Aspects of animal welfare under human control

The Five Freedoms, sometimes referred to as the Five Freedoms model, is a framework for assessing animal welfare that uses an outline of five aspects. All animals possess an inherent need for the freedom to turn around, groom and dry themselves, stand upright, lie down, and stretch their limbs. They were developed in response to a 1965 UK Government report on livestock husbandry, and were formalised in a 1979 press statement by the UK Farm Animal Welfare Council. They have been adopted by the European Union and in some other countries and endorsed by some professional groups including the Federation of Veterinarians of Europe, and organisations including the World Organisation for Animal Health, the Royal Society for the Prevention of Cruelty to Animals, and the American Society for the Prevention of Cruelty to Animals.

==Current compact==
The five freedoms as expressed by the Farm Animal Welfare Council in 2009 are:
1. Freedom from hunger or thirst by ready access to fresh water and a diet to maintain full health and vigour
2. Freedom from discomfort by providing an appropriate environment including shelter and a comfortable resting area
3. Freedom from pain, injury or disease by prevention or rapid diagnosis and treatment
4. Freedom to express (most) normal behaviour by providing sufficient space, proper facilities and company of the animal's own kind
5. Freedom from fear and distress by ensuring conditions and treatment which avoid mental suffering

==History==
In 1965, the UK government commissioned an investigation, led by Professor Roger Brambell, into the welfare of intensively farmed animals, partly in response to concerns raised in Ruth Harrison's 1964 book, Animal Machines. The Brambell Report stated "An animal should at least have sufficient freedom of movement to be able without difficulty, to turn round, groom Itself, get up, lie down and stretch its limbs". This short recommendation became known as Brambell's Five Freedoms.

As a result of the report, the Farm Animal Welfare Advisory Committee was created to monitor the livestock production sector. In July 1979, this was replaced by the Farm Animal Welfare Council, and by the end of that year, the Five Freedoms had been codified into the recognisable list format.
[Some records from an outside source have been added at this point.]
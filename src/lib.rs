//! # connectome
//!
//! Discrete-time emulation of a fixed network of signaling units ("neurons")
//! and output units ("muscles"), wired by a packed, read-only connection table.
//!
//! Each tick the engine propagates weighted influence from stimulated units and
//! from every unit above the discharge threshold, resets units that have sat
//! unchanged for too long, and commits the new potentials.
//!
//! ## Quick Start
//!
//! ```
//! use connectome::prelude::*;
//!
//! // Two signaling units and one output unit.
//! let mut wiring = TableBuilder::new(2, 3);
//! wiring.connect(0, 1, 40).unwrap();
//! wiring.connect(1, 2, 12).unwrap();
//! let table = wiring.build().unwrap();
//!
//! let mut engine = Engine::new(&table);
//! engine.tick(&[0]).unwrap(); // stimulate unit 0
//! engine.tick(&[]).unwrap(); // unit 1 is above threshold and discharges
//!
//! assert_eq!(engine.discharged(&[0, 1]).unwrap(), vec![false, true]);
//! assert_eq!(engine.current_potential(2).unwrap(), 12);
//! ```
//!
//! ## Feature Flags
//!
//! - `serde` (default): `Serialize`/`Deserialize` for [`engine::EngineConfig`]
//!   and [`observer::EngineSnapshot`]
//!
//! ## Modules
//!
//! - [`decode`]: packed connection words
//! - [`table`]: validated connection table
//! - [`state`]: dual-buffered potentials
//! - [`engine`]: per-tick propagation and queries
//! - [`wiring`]: table construction from edges, names or a seed
//! - [`observer`]: read-only snapshots

#[path = "core/decode.rs"]
pub mod decode;

#[path = "core/error.rs"]
pub mod error;

#[path = "core/table.rs"]
pub mod table;

#[path = "core/state.rs"]
pub mod state;

#[path = "core/engine.rs"]
pub mod engine;

#[path = "core/prng.rs"]
pub mod prng;

#[path = "core/wiring.rs"]
pub mod wiring;

pub mod observer;

/// Prelude module for convenient imports.
///
/// ```
/// use connectome::prelude::*;
/// ```
pub mod prelude {
    pub use crate::decode::{decode_word, encode_word, Connection, UnitId, Weight};
    pub use crate::engine::{Diagnostics, Engine, EngineConfig};
    pub use crate::error::ConnectomeError;
    pub use crate::observer::{EngineAdapter, EngineSnapshot};
    pub use crate::table::ConnectionTable;
    pub use crate::wiring::{BuildError, NamedTable, TableBuilder};
}
//! Dual-buffered unit potentials.
//!
//! Signaling units hold an `i8` potential, output units an `i16`. Every unit
//! has a committed (`current`) value and an accumulator (`next`) written during
//! a tick. Signaling potentials saturate at the `i8` bounds, output potentials
//! are stored as-is and wrap on `i16` overflow.
//!
//! Methods index directly and panic on ids `>= cell_count`; the engine checks
//! caller-supplied ids before they get here.

use crate::decode::UnitId;

/// Per-signaling-unit bookkeeping.
#[derive(Debug, Clone, Copy, Default, PartialEq, Eq)]
pub struct UnitMeta {
    /// Did the unit discharge on the most recently committed tick?
    pub discharged: bool,
    /// Consecutive ticks without a net change of potential.
    pub idle_ticks: u8,
}

impl UnitMeta {
    const DISCHARGE_BIT: u8 = 0x80;
    const IDLE_MASK: u8 = 0x7F;

    /// One-byte form: discharge flag in bit 7, idle count in bits 0-6.
    #[inline]
    pub fn packed(self) -> u8 {
        let flag = if self.discharged { Self::DISCHARGE_BIT } else { 0 };
        flag | (self.idle_ticks & Self::IDLE_MASK)
    }

    #[inline]
    pub fn from_packed(byte: u8) -> Self {
        Self {
            discharged: byte & Self::DISCHARGE_BIT != 0,
            idle_ticks: byte & Self::IDLE_MASK,
        }
    }
}

#[derive(Debug, Clone)]
pub struct StateStore {
    signaling_current: Vec<i8>,
    signaling_next: Vec<i8>,
    output_current: Vec<i16>,
    output_next: Vec<i16>,
    meta: Vec<UnitMeta>,
}

impl StateStore {
    /// All potentials and metadata start at zero.
    pub fn new(signaling_count: u16, cell_count: u16) -> Self {
        let n = signaling_count as usize;
        let m = cell_count.saturating_sub(signaling_count) as usize;
        Self {
            signaling_current: vec![0; n],
            signaling_next: vec![0; n],
            output_current: vec![0; m],
            output_next: vec![0; m],
            meta: vec![UnitMeta::default(); n],
        }
    }

    #[inline]
    pub fn signaling_count(&self) -> usize {
        self.signaling_current.len()
    }

    #[inline]
    pub fn cell_count(&self) -> usize {
        self.signaling_current.len() + self.output_current.len()
    }

    #[inline]
    pub fn read_current(&self, id: UnitId) -> i16 {
        let i = id as usize;
        match i.checked_sub(self.signaling_count()) {
            None => self.signaling_current[i] as i16,
            Some(o) => self.output_current[o],
        }
    }

    #[inline]
    pub fn read_next(&self, id: UnitId) -> i16 {
        let i = id as usize;
        match i.checked_sub(self.signaling_count()) {
            None => self.signaling_next[i] as i16,
            Some(o) => self.output_next[o],
        }
    }

    /// Signaling units clamp to `[-128, 127]`, output units store `value` raw.
    #[inline]
    pub fn write_next(&mut self, id: UnitId, value: i16) {
        let i = id as usize;
        match i.checked_sub(self.signaling_count()) {
            None => {
                self.signaling_next[i] = value.clamp(i8::MIN as i16, i8::MAX as i16) as i8;
            }
            Some(o) => self.output_next[o] = value,
        }
    }

    #[inline]
    pub fn accumulate_next(&mut self, id: UnitId, delta: i8) {
        let value = self.read_next(id).wrapping_add(delta as i16);
        self.write_next(id, value);
    }

    /// Publish `next` into `current` and clear the output accumulators.
    ///
    /// Signaling accumulators keep their value into the following tick.
    pub fn commit(&mut self) {
        self.signaling_current.copy_from_slice(&self.signaling_next);
        self.output_current.copy_from_slice(&self.output_next);
        self.output_next.fill(0);
    }

    #[inline]
    pub fn meta(&self, id: UnitId) -> UnitMeta {
        self.meta[id as usize]
    }

    #[inline]
    pub fn meta_mut(&mut self, id: UnitId) -> &mut UnitMeta {
        &mut self.meta[id as usize]
    }

    pub fn signaling_current(&self) -> &[i8] {
        &self.signaling_current
    }

    pub fn output_current(&self) -> &[i16] {
        &self.output_current
    }

    pub fn metas(&self) -> &[UnitMeta] {
        &self.meta
    }
}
Some countries, such as New Zealand, have proposed going further than the Five Freedoms to "Five Domains" to include a focus on the mental health of the animal following New Zealand becoming the fifth country to legally recognize animal sentience in 2015. As of 2021, animal sentience was also recognized in Chile, Colombia, Peru, Tanzania, the United Kingdom, and all EU countries.

Companies and countries following the Five Freedoms model frequently utilize their animal welfare standards as a competitive advantage. RSPCA Assured food labeling scheme (formerly Freedom Food) in the United Kingdom is based on the Five Freedoms. Major New Zealand exporters like Silver Fern Farms and Ziwi Pets highlight their adherence to the Five Freedoms in their marketing.